> [Task statement]
Your answer must be every line of the data that contains "Войти".

[Collected data entries]
::::::::

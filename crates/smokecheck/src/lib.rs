//! Smokecheck: resilient element location and readiness waiting for
//! browser smoke suites.
//!
//! Pages of a live site re-render, lazy-load and embed third-party frames.
//! Smokecheck describes elements as ordered fallback strategies, waits on
//! layered readiness signals and turns every check into a structured result
//! with evidence attached, so a suite against `habr.com` keeps running past
//! a single missing element.
//!
//! # Architecture
//!
//! ```text
//! ┌─────────────────────────────────────────────────────────────────┐
//! │                   SMOKECHECK Architecture                       │
//! ├─────────────────────────────────────────────────────────────────┤
//! │   ┌────────────┐    ┌────────────┐    ┌────────────┐            │
//! │   │ Steps      │───►│ Verifier   │───►│ Reporter   │            │
//! │   │ (pages/)   │    │            │    │ (evidence) │            │
//! │   └────────────┘    └─────┬──────┘    └────────────┘            │
//! │                           │                                     │
//! │              ┌────────────┼─────────────┐                       │
//! │              ▼            ▼             ▼                       │
//! │        ┌──────────┐ ┌──────────┐ ┌──────────────┐               │
//! │        │ Waiter   │ │ Locator  │ │ FrameAccessor│               │
//! │        └────┬─────┘ └────┬─────┘ └──────┬───────┘               │
//! │             └────────────┼──────────────┘                       │
//! │                          ▼                                      │
//! │                ┌───────────────────┐                            │
//! │                │ PageDriver        │                            │
//! │                │ CdpDriver/MockPage│                            │
//! │                └───────────────────┘                            │
//! └─────────────────────────────────────────────────────────────────┘
//! ```
//!
//! # Example
//!
//! ```
//! use std::sync::Arc;
//! use smokecheck::mock::{MockNode, MockPage};
//! use smokecheck::{ElementQuery, EvidenceLog, Expectations, Session, Strategy, SuiteConfig};
//!
//! # tokio::runtime::Builder::new_current_thread().enable_time().build().unwrap().block_on(async {
//! let page = MockPage::new(vec![MockNode::button("Войти")]);
//! let log = Arc::new(EvidenceLog::new());
//! let session = Session::new(Arc::new(page), log.clone(), SuiteConfig::default());
//!
//! let login = ElementQuery::from_strategies(
//!     "login_button",
//!     vec![Strategy::css("button.tm-header-user-menu__login"), Strategy::role("button", "Войти")],
//! )
//! .first();
//! let result = session.verifier().verify(&login, &Expectations::clickable()).await.unwrap();
//! assert!(result.is_clickable());
//! assert!(log.get("login_button").is_some());
//! # });
//! ```

#![warn(missing_docs)]
// Lints are configured in workspace Cargo.toml [workspace.lints.clippy]

mod browser;
pub mod config;
mod driver;
mod engine;
mod frame;
mod locator;
/// Scripted in-memory page for tests and examples
pub mod mock;
mod page_object;
/// Page objects for habr.com
pub mod pages;
mod reporter;
mod result;
mod session;
/// Scenario steps over the page objects
pub mod steps;
mod verify;
mod wait;

#[cfg(feature = "browser")]
pub use browser::CdpDriver;
pub use browser::{Rect, Reply, Request, INTERPRETER};
pub use config::{BrowserConfig, SuiteConfig, Timeouts};
pub use driver::{Context, ElementRef, ElementState, FrameAccess, PageDriver, Screenshot};
pub use engine::{Locator, Observation, Resolution, ResolvedElement};
pub use frame::FrameAccessor;
pub use locator::{ElementQuery, Pick, Strategy, DEFAULT_TIMEOUT_MS};
pub use page_object::PageObject;
pub use reporter::{
    Attachment, DirectoryReporter, Evidence, EvidenceIndex, EvidenceLog, FailureMode, Reporter,
    ScenarioReport, TestStatus, ENVIRONMENT_FILE, INDEX_FILE,
};
pub use result::{SmokeError, SmokeResult};
pub use session::Session;
pub use verify::{EvidencePolicy, Expectations, Verification, VerificationSet, Verifier};
pub use wait::{
    Condition, Fallback, LoadState, Signal, UrlPattern, WaitAttempt, WaitOutcome, WaitSpec, Waiter,
};

/// Prelude for convenient imports
pub mod prelude {
    pub use super::{
        Condition, ElementQuery, EvidencePolicy, Expectations, Fallback, LoadState, Locator,
        PageDriver, PageObject, Resolution, Session, Signal, SmokeError, SmokeResult, Strategy,
        SuiteConfig, Verification, VerificationSet, Verifier, WaitSpec, Waiter,
    };
}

::::::::

> [Answer area]
//! let page = MockPage::new(vec![MockNode::button("Войти")]);
//!     vec![Strategy::css("button.tm-header-user-menu__login"), Strategy::role("button", "Войти")],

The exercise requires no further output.